Antitumor activity of GNS561 was tested on a panel of cancer cell lines. Its effect on HCC CSCs subpopulation was assessed by flow cytometry (ALDH activity, CD133 expression) and by sphere formation assay. Tolerance and plasma and liver pharmacokinetic were evaluated after single and repeated dosing in mice and rats. In vivo GNS561 activity was tested in orthotopic mouse models.

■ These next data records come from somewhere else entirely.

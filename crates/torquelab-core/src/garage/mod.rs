//! Garage state
//!
//! Holds the static catalogs and drives the current build as an explicit
//! state machine: every action produces a fresh [`GarageState`] with the
//! performance stats (and dyno, when power can change) recomputed. States
//! are plain values; nothing here is shared or mutated in place.

mod build;

pub use build::BuildFile;

use crate::carconfig::CarConfiguration;
use crate::cars::{Car, CarCatalog};
use crate::catalog::PartsCatalog;
use crate::physics::{
    generate_dyno_data, DynoPoint, PerformanceCalculator, PerformanceStats,
};
use crate::tuning::TuningSettings;
use serde::{Deserialize, Serialize};

/// One snapshot of the garage: the selected car, its build and the derived
/// stat sheet
#[derive(Debug, Clone, PartialEq, Serialize, Deserialize)]
pub struct GarageState {
    /// Selected car
    pub car: Car,
    /// Installed parts
    pub config: CarConfiguration,
    /// Tuning knobs
    pub tuning: TuningSettings,
    /// Derived stat sheet for the build
    pub performance: PerformanceStats,
    /// Dyno sweep for the build
    pub dyno: Vec<DynoPoint>,
}

/// A user action against the garage
#[derive(Debug, Clone, PartialEq, Serialize, Deserialize)]
pub enum GarageAction {
    /// Pick a car from the roster, starting a fresh stock build
    SelectCar {
        /// Roster id of the car
        car_id: String,
    },
    /// Install a part into a category
    InstallPart {
        /// Catalog category, e.g. `"turbo"`
        category: String,
        /// Part id within the category
        part_id: String,
    },
    /// Move one tuning slider
    SetTuning {
        /// Slider key, e.g. `"tire_pressure_f"`
        knob: String,
        /// New value
        value: f64,
    },
    /// Return every tuning knob to the factory baseline
    ResetTuning,
}

/// The garage: static catalogs plus the state-transition logic
#[derive(Debug, Clone)]
pub struct Garage {
    parts: PartsCatalog,
    cars: CarCatalog,
}

impl Garage {
    /// Create a garage over the given catalogs
    pub fn new(parts: PartsCatalog, cars: CarCatalog) -> Self {
        Self { parts, cars }
    }

    /// A garage stocked with the built-in parts database and roster
    pub fn with_builtin_data() -> Self {
        Self::new(PartsCatalog::builtin(), CarCatalog::builtin())
    }

    /// The parts catalog
    pub fn parts(&self) -> &PartsCatalog {
        &self.parts
    }

    /// The car roster
    pub fn cars(&self) -> &CarCatalog {
        &self.cars
    }

    /// Fresh stock state for the default car, if the roster has one
    pub fn initial_state(&self) -> Option<GarageState> {
        let car = self.cars.default_car()?.clone();
        Some(self.stock_state(car))
    }

    /// Fresh stock state for a specific car
    pub fn state_for(&self, car_id: &str) -> Option<GarageState> {
        let car = self.cars.get(car_id)?.clone();
        Some(self.stock_state(car))
    }

    fn stock_state(&self, car: Car) -> GarageState {
        let config = CarConfiguration::stock_for(&self.parts);
        let tuning = TuningSettings::default();
        let (performance, dyno) = self.recompute(&car, &config, &tuning);
        GarageState { car, config, tuning, performance, dyno }
    }

    /// Apply one action and return the next state
    ///
    /// Unknown car ids, parts and knobs leave the state unchanged apart
    /// from a warning; the garage is as permissive as the calculator.
    pub fn apply(&self, state: &GarageState, action: GarageAction) -> GarageState {
        match action {
            GarageAction::SelectCar { car_id } => match self.cars.get(&car_id) {
                Some(car) => self.stock_state(car.clone()),
                None => {
                    tracing::warn!("unknown car id: {car_id}");
                    state.clone()
                }
            },
            GarageAction::InstallPart { category, part_id } => {
                if self.parts.part(&category, &part_id).is_none() {
                    tracing::warn!("unknown part: {category}/{part_id}");
                }
                let config = state.config.with_part(&category, &part_id);
                let (performance, dyno) = self.recompute(&state.car, &config, &state.tuning);
                GarageState {
                    car: state.car.clone(),
                    config,
                    tuning: state.tuning.clone(),
                    performance,
                    dyno,
                }
            }
            GarageAction::SetTuning { knob, value } => {
                let mut tuning = state.tuning.clone();
                if !tuning.set(&knob, value) {
                    return state.clone();
                }
                self.retune(state, tuning)
            }
            GarageAction::ResetTuning => self.retune(state, TuningSettings::default()),
        }
    }

    /// Stat sheet for a part the user is hovering, without changing state
    pub fn preview_part(
        &self,
        state: &GarageState,
        category: &str,
        part_id: &str,
    ) -> PerformanceStats {
        let config = state.config.with_part(category, part_id);
        let calculator = PerformanceCalculator::new(&self.parts);
        calculator.calculate(
            &state.car.base_stats,
            &config,
            &state.tuning,
            state.car.transmission.gears,
        )
    }

    /// Total price of every installed part
    pub fn build_cost(&self, state: &GarageState) -> u32 {
        state
            .config
            .iter()
            .filter_map(|(category, part_id)| self.parts.part(category, part_id))
            .map(|part| part.price)
            .sum()
    }

    /// Reconstruct a state from a saved build
    ///
    /// Returns `None` when the build references a car no longer in the
    /// roster.
    pub fn restore(&self, build: &BuildFile) -> Option<GarageState> {
        let car = self.cars.get(&build.car_id)?.clone();
        let (performance, dyno) = self.recompute(&car, &build.config, &build.tuning);
        Some(GarageState {
            car,
            config: build.config.clone(),
            tuning: build.tuning.clone(),
            performance,
            dyno,
        })
    }

    /// Tuning changes cannot move the dyno inputs, so only the stat sheet
    /// is refreshed
    fn retune(&self, state: &GarageState, tuning: TuningSettings) -> GarageState {
        let calculator = PerformanceCalculator::new(&self.parts);
        let performance = calculator.calculate(
            &state.car.base_stats,
            &state.config,
            &tuning,
            state.car.transmission.gears,
        );
        GarageState {
            car: state.car.clone(),
            config: state.config.clone(),
            tuning,
            performance,
            dyno: state.dyno.clone(),
        }
    }

    fn recompute(
        &self,
        car: &Car,
        config: &CarConfiguration,
        tuning: &TuningSettings,
    ) -> (PerformanceStats, Vec<DynoPoint>) {
        let calculator = PerformanceCalculator::new(&self.parts);
        let performance =
            calculator.calculate(&car.base_stats, config, tuning, car.transmission.gears);
        let dyno = generate_dyno_data(
            performance.hp as f64,
            performance.torque as f64,
            performance.rpm_limit,
        );
        (performance, dyno)
    }
}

GNS561 demonstrated autophagy inhibition and apoptosis induction activities related to lysosome disruption. It showed potent antitumor activity against a panel of human cancer cell lines. In HCC cell lines, GNS 561 was active on both whole populations (mean EC50 2µM) and subpopulations displaying CSC features (high ALDH and CD133 positivity). Further, GNS561 was effective against a panel of HCC tumors even from patients harboring sorafenib resistance. In mouse, GNS561 was found well tolerated and highly selectively trapped in the liver (exposure ratio liver/plasma about 170 animals), and showed a significant tumor growth inhibition in orthotopic HCC mouse models.
Our results provide a rationale for testing autophagy flux disruption as a novel therapeutic strategy for HCC. GNS561 is a liver selective drug active against both the whole tumor bulk and CSCs, which offers great promise for HCC treatment.